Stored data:
-.-.-
//! Deterministic two-phase directory scanner.
//!
//! Phase A walks the tree depth-first, listing files and subdirectories and
//! reading file sizes. Phase B traverses the finished tree and fills in
//! checksums. Both phases visit entries in name order, so the resulting tree
//! and the failure list only depend on the filesystem content.

use std::path::{Path, PathBuf};
use std::sync::Arc;
use std::time::{Duration, Instant};

use rayon::prelude::*;
use tokio_util::sync::CancellationToken;

use dircmp_core::{
    DirectoryNode, DirectoryTree, FailureKind, FileEntry, ScanConfig, ScanError, ScanFailure,
};

use crate::checksum::ChecksumEngine;
use crate::gateway::{entry_name, FileSystemGateway, LocalGateway, PathKind};
use crate::progress::{ProgressState, ScanPhase};

/// Result of a scan: the tree plus every non-fatal failure, in walk order.
#[derive(Debug, Clone)]
pub struct ScanOutcome {
    /// The scanned tree.
    pub tree: DirectoryTree,
    /// Failures recorded during both phases.
    pub failures: Vec<ScanFailure>,
    /// Wall-clock duration of the scan.
    pub duration: Duration,
}

impl ScanOutcome {
    /// Check whether anything failed.
    pub fn has_failures(&self) -> bool {
        !self.failures.is_empty()
    }
}

/// Scanner that builds checksum-annotated [`DirectoryTree`]s.
pub struct TreeScanner<G = LocalGateway> {
    gateway: G,
    config: ScanConfig,
    checksum: ChecksumEngine,
    progress: Arc<ProgressState>,
    cancel: Option<CancellationToken>,
}

impl TreeScanner<LocalGateway> {
    /// Create a scanner over the local filesystem.
    pub fn new(config: ScanConfig) -> Self {
        let gateway = LocalGateway::new(config.follow_symlinks);
        Self::with_gateway(gateway, config)
    }
}

impl<G: FileSystemGateway> TreeScanner<G> {
    /// Create a scanner over a custom gateway.
    pub fn with_gateway(gateway: G, config: ScanConfig) -> Self {
        Self {
            checksum: ChecksumEngine::new(config.chunk_size),
            gateway,
            config,
            progress: Arc::new(ProgressState::new()),
            cancel: None,
        }
    }

    /// Abort the scan with [`ScanError::Interrupted`] once `token` fires.
    pub fn with_cancellation(mut self, token: CancellationToken) -> Self {
        self.cancel = Some(token);
        self
    }

    /// Shared progress counters, for a reporting task.
    pub fn progress(&self) -> Arc<ProgressState> {
        Arc::clone(&self.progress)
    }

    /// Scan configuration.
    pub fn config(&self) -> &ScanConfig {
        &self.config
    }

    /// Scan the configured root.
    pub fn scan(&self) -> Result<ScanOutcome, ScanError> {
        self.scan_root(&self.config.root)
    }

    /// Scan `root` with this scanner's settings.
    ///
    /// Only an unusable root or cancellation is fatal; everything else is
    /// recorded in [`ScanOutcome::failures`] and the walk continues.
    pub fn scan_root(&self, root: &Path) -> Result<ScanOutcome, ScanError> {
        let start = Instant::now();
        self.progress.reset();

        match self.gateway.probe(root).map_err(|e| ScanError::io(root, e))? {
            PathKind::Directory => {}
            PathKind::Missing => {
                return Err(ScanError::NotFound {
                    path: root.to_path_buf(),
                });
            }
            PathKind::File | PathKind::Other => {
                return Err(ScanError::NotADirectory {
                    path: root.to_path_buf(),
                });
            }
        }

        let mut failures = Vec::new();

        tracing::info!(root = %root.display(), "listing directory tree");
        self.progress.set_phase(ScanPhase::Listing);
        let mut root_node = DirectoryNode::new_root(root);
        let mut ancestors: Vec<PathBuf> =
            self.gateway.directory_identity(root).into_iter().collect();
        self.collect_directory(&mut root_node, &mut ancestors, &mut failures)?;

        tracing::info!(
            files = self.progress.files_seen(),
            parallel = self.config.parallel_hashing,
            "computing checksums"
        );
        self.progress.set_phase(ScanPhase::Hashing);
        self.hash_tree(&mut root_node, &mut failures)?;
        self.progress.set_phase(ScanPhase::Done);

        let tree = DirectoryTree::new(root_node);
        let duration = start.elapsed();
        tracing::info!(
            root = %root.display(),
            files = tree.stats.total_files,
            dirs = tree.stats.total_dirs,
            failures = failures.len(),
            elapsed_ms = duration.as_millis() as u64,
            "scan complete"
        );

        Ok(ScanOutcome {
            tree,
            failures,
            duration,
        })
    }

    /// Phase A: list and stat one directory, then recurse into its
    /// subdirectories in name order.
    ///
    /// `ancestors` holds the resolved identities of the directories on the
    /// current branch. A subdirectory resolving to one of them is recorded
    /// as a listing failure and not entered.
    fn collect_directory(
        &self,
        node: &mut DirectoryNode,
        ancestors: &mut Vec<PathBuf>,
        failures: &mut Vec<ScanFailure>,
    ) -> Result<(), ScanError> {
        self.check_cancelled()?;
        self.progress.record_dir();
        tracing::trace!(path = %node.absolute_path.display(), "entering directory");

        match self.gateway.list_files(&node.absolute_path) {
            Ok(paths) => {
                for path in sorted_by_name(paths) {
                    match self.gateway.stat_file(&path) {
                        Ok(size) => {
                            self.progress.record_file_seen(size);
                            let entry = FileEntry::new(entry_name(&path), node.path.clone(), size)
                                .with_absolute_path(path);
                            node.files.push(entry);
                        }
                        Err(failure) => self.record_failure(failure, failures),
                    }
                }
            }
            Err(failure) => self.record_failure(failure, failures),
        }

        match self.gateway.list_subdirectories(&node.absolute_path) {
            Ok(paths) => {
                for path in sorted_by_name(paths) {
                    let identity = self.gateway.directory_identity(&path);
                    if let Some(target) = identity.as_ref().filter(|id| ancestors.contains(*id)) {
                        let failure = ScanFailure::new(
                            FailureKind::DirectoryListing,
                            &path,
                            format!("directory cycle: resolves to '{}'", target.display()),
                        );
                        self.record_failure(failure, failures);
                        continue;
                    }

                    let name = entry_name(&path);
                    let mut child = DirectoryNode::new_child(path, name, &node.path);
                    let depth = ancestors.len();
                    ancestors.extend(identity);
                    self.collect_directory(&mut child, ancestors, failures)?;
                    ancestors.truncate(depth);
                    node.directories.push(child);
                }
            }
            Err(failure) => self.record_failure(failure, failures),
        }

        node.sort_entries();
        Ok(())
    }

    /// Phase B: checksum every file of the Phase A tree.
    fn hash_tree(
        &self,
        root: &mut DirectoryNode,
        failures: &mut Vec<ScanFailure>,
    ) -> Result<(), ScanError> {
        let mut entries = root.files_with_paths_mut();

        if !self.config.parallel_hashing {
            for (path, file) in entries.iter_mut() {
                self.check_cancelled()?;
                if let Some(failure) = self.hash_file(path.as_path(), &mut **file) {
                    self.record_failure(failure, failures);
                }
            }
            return Ok(());
        }

        let results = if self.config.threads > 0 {
            let pool = rayon::ThreadPoolBuilder::new()
                .num_threads(self.config.threads)
                .build()
                .map_err(|e| ScanError::InvalidConfig {
                    message: e.to_string(),
                })?;
            pool.install(|| self.hash_parallel(&mut entries))
        } else {
            self.hash_parallel(&mut entries)
        };

        self.check_cancelled()?;
        // Collected in pre-order, so failures match the sequential run.
        for failure in results.into_iter().flatten() {
            self.record_failure(failure, failures);
        }
        Ok(())
    }

    fn hash_parallel(&self, entries: &mut [(PathBuf, &mut FileEntry)]) -> Vec<Option<ScanFailure>> {
        entries
            .par_iter_mut()
            .map(|(path, file)| {
                if self.is_cancelled() {
                    return None;
                }
                self.hash_file(path.as_path(), &mut **file)
            })
            .collect()
    }

    /// Checksum one file, leaving the checksum unset on failure.
    fn hash_file(&self, path: &Path, file: &mut FileEntry) -> Option<ScanFailure> {
        let ticket = self.progress.begin_file(path);

        let result = self.gateway.open_file(path).and_then(|reader| {
            self.checksum
                .checksum_reader_with(reader, |n| self.progress.add_bytes_hashed(n as u64))
                .map_err(|e| ScanFailure::content_read(path, &e))
        });
        self.progress.finish_file(ticket);

        match result {
            Ok(crc) => {
                file.checksum = Some(crc);
                None
            }
            Err(failure) => {
                file.checksum = None;
                Some(failure)
            }
        }
    }

    fn record_failure(&self, failure: ScanFailure, failures: &mut Vec<ScanFailure>) {
        tracing::warn!(
            kind = %failure.kind,
            path = %failure.path.display(),
            "{}",
            failure.message
        );
        self.progress.record_failure();
        failures.push(failure);
    }

    fn is_cancelled(&self) -> bool {
        self.cancel.as_ref().is_some_and(CancellationToken::is_cancelled)
    }

    fn check_cancelled(&self) -> Result<(), ScanError> {
        if self.is_cancelled() {
            Err(ScanError::Interrupted)
        } else {
            Ok(())
        }
    }
}

fn sorted_by_name(mut paths: Vec<PathBuf>) -> Vec<PathBuf> {
    paths.sort_by_cached_key(|p| entry_name(p));
    paths
}

#[cfg(test)]
mod tests {
    use super::*;
    use std::fs;
    use tempfile::TempDir;

    fn create_test_tree() -> TempDir {
        let temp = TempDir::new().unwrap();
        let root = temp.path();

        fs::create_dir(root.join("dir1")).unwrap();
        fs::create_dir(root.join("dir2")).unwrap();
        fs::create_dir(root.join("dir1/subdir")).unwrap();

        fs::write(root.join("file1.txt"), "hello").unwrap();
        fs::write(root.join("dir1/file2.txt"), "world world world").unwrap();
        fs::write(root.join("dir1/subdir/file3.txt"), "test").unwrap();
        fs::write(root.join("dir2/file4.txt"), "another file here").unwrap();

        temp
    }

    #[test]
    fn test_basic_scan() {
        let temp = create_test_tree();
        let scanner = TreeScanner::new(ScanConfig::new(temp.path()));
        let outcome = scanner.scan().unwrap();

        assert!(!outcome.has_failures());
        assert_eq!(outcome.tree.stats.total_files, 4);
        assert_eq!(outcome.tree.stats.total_dirs, 3);
        assert_eq!(outcome.tree.stats.hashed_files, 4);
        assert_eq!(outcome.tree.stats.max_depth, 2);
    }

    #[test]
    fn test_relative_paths_and_checksums() {
        let temp = create_test_tree();
        let outcome = TreeScanner::new(ScanConfig::new(temp.path()))
            .scan()
            .unwrap();

        let file = outcome.tree.find_file("/dir1/subdir/file3.txt").unwrap();
        assert_eq!(file.directory, "/dir1/subdir");
        assert_eq!(file.size, 4);
        assert_eq!(file.checksum, Some(ChecksumEngine::checksum_bytes(b"test")));
    }

    #[test]
    fn test_progress_counters_after_scan() {
        let temp = create_test_tree();
        let scanner = TreeScanner::new(ScanConfig::new(temp.path()));
        scanner.scan().unwrap();

        let snap = scanner.progress().snapshot(Duration::from_secs(5));
        assert_eq!(snap.phase, ScanPhase::Done);
        assert_eq!(snap.current_count, 4);
        assert_eq!(snap.total_count, Some(4));
        assert_eq!(snap.current_bytes, snap.total_bytes.unwrap());
        assert_eq!(snap.dirs_scanned, 4);
    }

    #[test]
    fn test_root_must_be_directory() {
        let temp = create_test_tree();
        let scanner = TreeScanner::new(ScanConfig::new(temp.path()));

        let err = scanner.scan_root(&temp.path().join("file1.txt")).unwrap_err();
        assert!(matches!(err, ScanError::NotADirectory { .. }));

        let err = scanner.scan_root(&temp.path().join("nope")).unwrap_err();
        assert!(matches!(err, ScanError::NotFound { .. }));
    }

    #[test]
    fn test_cancelled_scan_is_interrupted() {
        let temp = create_test_tree();
        let token = CancellationToken::new();
        token.cancel();

        let scanner = TreeScanner::new(ScanConfig::new(temp.path())).with_cancellation(token);
        assert!(matches!(scanner.scan(), Err(ScanError::Interrupted)));
    }

    #[test]
    fn test_sorted_by_name_uses_last_component() {
        let paths = vec![
            PathBuf::from("/x/b"),
            PathBuf::from("/a/c"),
            PathBuf::from("/z/a"),
        ];
        assert_eq!(
            sorted_by_name(paths),
            vec![
                PathBuf::from("/z/a"),
                PathBuf::from("/x/b"),
                PathBuf::from("/a/c")
            ]
        );
    }
}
-.-.-
-- PROBLEM TO WORK ON --
Counting only lines that contain the string "matches", how many are there in the data above? Give the number alone.

-- TASK RESPONSE --
3